Tutorial on client-server programming using Berkeley sockets

Introduction

On Unix/Linux and BSD operating systems socket API is part of Standard C Library. It means that no any external dependencies are needed to use it in our C programs. It only needs to include required header files which are available in the system by default.

TCP vs UDP

In this tutorial we are going to consider only TCP. There is a great article about socket programming using UDP by Glenn Fiedler [2].

Opening and closing sockets

To start working with a soket, regardless it it's sending or receiving data, we need to the following:

  1. create a socket using socket() function
  2. bind it to an address (and port) using bind() function

After the work with a socket is done, it has to be closed using close() function.

Creating a socket: socket() function

The function to create a socket has the following prototype:

int socket(int domain, int type, int protocol);

domain parameter

The first parameter domain specifies the protocol family.

The POSIX standard [1] defines only 3 possible values:

  • AF_UNIX - UNIX internal protocols for local communications.
  • AF_INET - Internet Protocol version 4 (IPv4) communications.
  • AF_INET6 - Internet Protocol version 6 (IPv6) communications.

On Linux systems there are many more other values defined. In this article we are interested only in the last two values: AF_INET and AF_INET6.

Further we will see that we don't have to specify these values directly. By using the function getaddrinfo() we can create IPv4/IPv6 protocol-independent sockets.

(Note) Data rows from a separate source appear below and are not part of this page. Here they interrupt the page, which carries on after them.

//! Durable, deduplicated candle storage.
//!
//! One SQLite table holds every tracked series, keyed by
//! `(symbol, source, timeframe, timestamp)` with a UNIQUE constraint.
//! Inserts go through `INSERT OR IGNORE`, which makes every mutating
//! operation safe to repeat — the property the whole retry story leans on.

pub mod models;

use std::sync::{Mutex, MutexGuard};

use diesel::dsl::{count_star, max};
use diesel::prelude::*;
use indexmap::IndexMap;
use tracing::info;

use market_source::models::{Candle, SeriesKey, SourceId, Timeframe};

use crate::db::{connection, migrate};
use crate::schema::market_data;
use crate::store::models::{CandleRow, NewCandleRow};
use thiserror::Error;

/// SQLite caps bound variables per statement; 9 columns per row keeps this
/// chunk size well under the default limit.
const INSERT_CHUNK: usize = 100;

/// Failure in the storage layer.
#[derive(Debug, Error)]
pub enum StoreError {
    /// Opening the database file failed.
    #[error(transparent)]
    Connection(#[from] diesel::ConnectionError),
    /// Schema migration failed.
    #[error(transparent)]
    Migrate(#[from] migrate::MigrateError),
    /// A query or write failed.
    #[error("database error: {0}")]
    Database(#[from] diesel::result::Error),
}

/// Optional bounds for a store read.
#[derive(Debug, Clone, Copy, Default)]
pub struct QueryRange {
    /// Inclusive lower timestamp bound, epoch ms.
    pub start: Option<i64>,
    /// Inclusive upper timestamp bound, epoch ms.
    pub end: Option<i64>,
    /// Maximum number of rows to return.
    pub limit: Option<i64>,
}

impl QueryRange {
    /// `[start, end]`, unbounded row count.
    pub fn between(start: i64, end: i64) -> Self {
        Self { start: Some(start), end: Some(end), limit: None }
    }
}

/// Optional filters for a purge; all-`None` deletes everything.
#[derive(Debug, Clone, Default)]
pub struct PurgeFilter {
    /// Restrict to one symbol.
    pub symbol: Option<String>,
    /// Restrict to one source.
    pub source: Option<SourceId>,
    /// Restrict to one timeframe.
    pub timeframe: Option<Timeframe>,
}

/// Row-count breakdown for operational visibility.
#[derive(Debug, Clone)]
pub struct StoreStats {
    /// Rows across every series.
    pub total_rows: i64,
    /// Rows per source, largest first.
    pub rows_per_source: IndexMap<String, i64>,
    /// Rows per timeframe, largest first.
    pub rows_per_timeframe: IndexMap<String, i64>,
    /// Up to ten symbols by row count, largest first.
    pub top_symbols: Vec<(String, i64)>,
}

/// Handle to the single shared candle table.
///
/// Reads and writes are serialized per call through an internal mutex; no
/// transaction ever spans more than one series.
pub struct SeriesStore {
    conn: Mutex<SqliteConnection>,
}

impl SeriesStore {
    /// Opens (creating if needed) the store at `database_url`, running any
    /// pending migrations first.
    pub fn open(database_url: &str) -> Result<Self, StoreError> {
        migrate::run_sqlite(database_url)?;
        let conn = connection::connect_sqlite(database_url)?;
        info!(db = database_url, "series store ready");
        Ok(Self { conn: Mutex::new(conn) })
    }

    fn conn(&self) -> MutexGuard<'_, SqliteConnection> {
        // A poisoned lock only means another call panicked mid-statement;
        // the connection itself is still usable.
        self.conn.lock().unwrap_or_else(|poisoned| poisoned.into_inner())
    }

    /// Inserts candles for one series, ignoring rows whose natural key
    /// already exists. Returns the number of genuinely new rows.
    pub fn upsert(&self, key: &SeriesKey, candles: &[Candle]) -> Result<u64, StoreError> {
        if candles.is_empty() {
            return Ok(0);
        }
        let rows: Vec<NewCandleRow<'_>> = candles
            .iter()
            .map(|c| NewCandleRow {
                symbol: &key.symbol,
                source: key.source.as_str(),
                timeframe: key.timeframe.as_str(),
                timestamp: c.timestamp,
                open: c.open,
                high: c.high,
                low: c.low,
                close: c.close,
                volume: c.volume,
            })
            .collect();

        let conn = &mut *self.conn();
        let mut inserted = 0u64;
        for chunk in rows.chunks(INSERT_CHUNK) {
            inserted += diesel::insert_or_ignore_into(market_data::table)
                .values(chunk)
                .execute(conn)? as u64;
        }
        Ok(inserted)
    }

    /// Reads one series ascending by timestamp, optionally bounded.
    pub fn query(&self, key: &SeriesKey, range: QueryRange) -> Result<Vec<Candle>, StoreError> {
        let mut q = market_data::table
            .filter(market_data::symbol.eq(&key.symbol))
            .filter(market_data::source.eq(key.source.as_str()))
            .filter(market_data::timeframe.eq(key.timeframe.as_str()))
            .order(market_data::timestamp.asc())
            .into_boxed();
        if let Some(start) = range.start {
            q = q.filter(market_data::timestamp.ge(start));
        }
        if let Some(end) = range.end {
            q = q.filter(market_data::timestamp.le(end));
        }
        if let Some(limit) = range.limit {
            q = q.limit(limit);
        }

        let conn = &mut *self.conn();
        let rows: Vec<CandleRow> = q.select(CandleRow::as_select()).load(conn)?;
        Ok(rows
            .into_iter()
            .map(|r| Candle {
                timestamp: r.timestamp,
                open: r.open,
                high: r.high,
                low: r.low,
                close: r.close,
                volume: r.volume,
            })
            .collect())
    }

    /// The high-water mark for one series: `max(timestamp)`, or `None` when
    /// the series has never been fetched.
    pub fn latest_timestamp(&self, key: &SeriesKey) -> Result<Option<i64>, StoreError> {
        let conn = &mut *self.conn();
        let latest = market_data::table
            .filter(market_data::symbol.eq(&key.symbol))
            .filter(market_data::source.eq(key.source.as_str()))
            .filter(market_data::timeframe.eq(key.timeframe.as_str()))
            .select(max(market_data::timestamp))
            .first::<Option<i64>>(conn)?;
        Ok(latest)
    }

    /// Deletes rows matching the filter, returning the delete count.
    pub fn purge(&self, filter: &PurgeFilter) -> Result<u64, StoreError> {
        let mut d = diesel::delete(market_data::table).into_boxed();
        if let Some(symbol) = &filter.symbol {
            d = d.filter(market_data::symbol.eq(symbol));
        }
        if let Some(source) = filter.source {
            d = d.filter(market_data::source.eq(source.as_str()));
        }
        if let Some(timeframe) = filter.timeframe {
            d = d.filter(market_data::timeframe.eq(timeframe.as_str()));
        }

        let conn = &mut *self.conn();
        Ok(d.execute(conn)? as u64)
    }

    /// Row-count breakdown across the whole table.
    pub fn stats(&self) -> Result<StoreStats, StoreError> {
        let conn = &mut *self.conn();

        let total_rows: i64 = market_data::table.select(count_star()).first(conn)?;

        let mut by_source: Vec<(String, i64)> = market_data::table
            .group_by(market_data::source)
            .select((market_data::source, count_star()))
            .load(conn)?;
        by_source.sort_by(|a, b| b.1.cmp(&a.1));

        let mut by_timeframe: Vec<(String, i64)> = market_data::table
            .group_by(market_data::timeframe)
            .select((market_data::timeframe, count_star()))
            .load(conn)?;
        by_timeframe.sort_by(|a, b| b.1.cmp(&a.1));

        let mut top_symbols: Vec<(String, i64)> = market_data::table
            .group_by(market_data::symbol)
            .select((market_data::symbol, count_star()))
            .load(conn)?;
        top_symbols.sort_by(|a, b| b.1.cmp(&a.1));
        top_symbols.truncate(10);

        Ok(StoreStats {
            total_rows,
            rows_per_source: by_source.into_iter().collect(),
            rows_per_timeframe: by_timeframe.into_iter().collect(),
            top_symbols,
        })
    }
}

Instead of AF_* constants, some documentation and source code use corresponding PF_* constants (i.e. PF_INET, PF_INET6). For example, man-pages on FreeBSD uses them. The PF prefix stands for "protocol family", while AF stands for "address family". Some people say that using PF_* constants in the socket() call is the right way. However the POSIX standard defines only AF_ constants and requires to use them. In fact, the corresponding AF_* and PF_* constant have the same values.

type parameter

The second paramater, type, is the socket type. There are different types of sockets. The two most common ones are stream sockets and datagram sockets.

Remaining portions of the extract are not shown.